▶ **Task instructions**:
In the entries below, find the lines with the word "ProgressMode" and copy them.

▶ **Data supplied**:
::::::::::

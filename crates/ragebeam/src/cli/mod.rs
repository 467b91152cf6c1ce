use std::io;
use std::path::PathBuf;

use ragebeam_fetch::{BarTrackerBuilder, ClientSetting, LineTrackerBuilder, Portal};

use crate::cli::app::{App, ProgressMode};
use crate::error::CliError;

pub mod app;
pub mod menu;

/// Log in, list the installers, ask for one and download it.
pub async fn run(app: App) -> Result<PathBuf, CliError> {
    let (os, destination) = app.target()?;
    if !destination.is_dir() {
        return Err(CliError::Destination(destination));
    }

    let client = ClientSetting::default()
        .with_proxies(app.proxies.clone())
        .build()?;
    let portal = Portal::new(app.portal_config(), client);

    let session = portal.login(&app.credentials).await?;
    let catalog = portal.catalog(&session).await?;
    let links = match os {
        Some(os) => catalog.for_os(os).ok_or(CliError::NoInstallers(os))?,
        None => catalog.into_links(),
    };

    let link = menu::prompt(&links, io::stdin().lock(), io::stdout())?;

    let path = match app.progress {
        ProgressMode::Line => {
            portal
                .download_with(&session, link, &destination, LineTrackerBuilder::stdout())
                .await?
        }
        ProgressMode::Bar => {
            let bar = BarTrackerBuilder::default()
                .with_prefix("Downloading")
                .with_finish("done");
            portal
                .download_with(&session, link, &destination, bar)
                .await?
        }
        ProgressMode::Quiet => portal.download(&session, link, &destination).await?,
    };
    Ok(path)
}

#[cfg(test)]
mod tests {
    use super::*;
    use clap::Parser;
    use tempfile::tempdir;

    use crate::error::{EXIT_AUTH, EXIT_INPUT};

    #[tokio::test]
    async fn test_missing_destination_fails_before_login() {
        let app = App::try_parse_from([
            "ragebeam",
            "--login-url",
            "http://127.0.0.1:1/login",
            "alice:pw",
            "/definitely/not/a/folder",
        ])
        .unwrap();

        let err = run(app).await.unwrap_err();
        assert!(matches!(err, CliError::Destination(_)));
        assert_eq!(err.exit_code(), EXIT_INPUT);
    }

    #[tokio::test]
    async fn test_unreachable_login_is_auth_failure() {
        let dest = tempdir().unwrap();
        let app = App::try_parse_from([
            "ragebeam",
            "--login-url",
            "http://127.0.0.1:1/login",
            "alice:pw",
            "linux",
            dest.path().to_str().unwrap(),
        ])
        .unwrap();

        let err = run(app).await.unwrap_err();
        assert_eq!(err.exit_code(), EXIT_AUTH);
        assert_eq!(std::fs::read_dir(dest.path()).unwrap().count(), 0);
    }
}
/// Byte counters for one running download.
#[derive(Debug, Clone, Copy, PartialEq, Eq, Default)]
pub struct Progress {
    /// Bytes received so far.
    pub bytes_downloaded: u64,

    /// Total expected bytes, from the Content-Length header.
    pub total_bytes: u64,
}

impl Progress {
    pub fn new(total_bytes: u64) -> Self {
        Self {
            bytes_downloaded: 0,
            total_bytes,
        }
    }

    /// Add a received chunk to the cumulative counter.
    pub fn record(&mut self, len: u64) {
        self.bytes_downloaded = self.bytes_downloaded.saturating_add(len);
    }

    /// Completion in percent, rounded to two decimals and capped at 100.
    ///
    /// An empty body reports 100.
    #[must_use]
    pub fn percentage(&self) -> f64 {
        if self.total_bytes == 0 {
            return 100.0;
        }
        let percent = self.bytes_downloaded as f64 / self.total_bytes as f64 * 100.0;
        let rounded = (percent * 100.0).round() / 100.0;
        rounded.min(100.0)
    }
}

#[cfg(test)]
mod tests {
    use super::*;

    #[test]
    fn test_percentage_halfway() {
        let mut p = Progress::new(1000);
        p.record(500);
        assert_eq!(p.percentage(), 50.0);
    }

    #[test]
    fn test_percentage_complete_and_overshoot() {
        let mut p = Progress::new(1000);
        p.record(1000);
        assert_eq!(p.percentage(), 100.0);

        p.record(24);
        assert_eq!(p.bytes_downloaded, 1024);
        assert_eq!(p.percentage(), 100.0);
    }

    #[test]
    fn test_percentage_rounds_to_two_decimals() {
        let mut p = Progress::new(3);
        p.record(1);
        assert_eq!(p.percentage(), 33.33);
    }

    #[test]
    fn test_percentage_empty_body() {
        assert_eq!(Progress::new(0).percentage(), 100.0);
    }
}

::::::::::

▶ **Exercise answer**:
use crate::cli::app::{App, ProgressMode};
        ProgressMode::Line => {
        ProgressMode::Bar => {
        ProgressMode::Quiet => portal.download(&session, link, &destination).await?,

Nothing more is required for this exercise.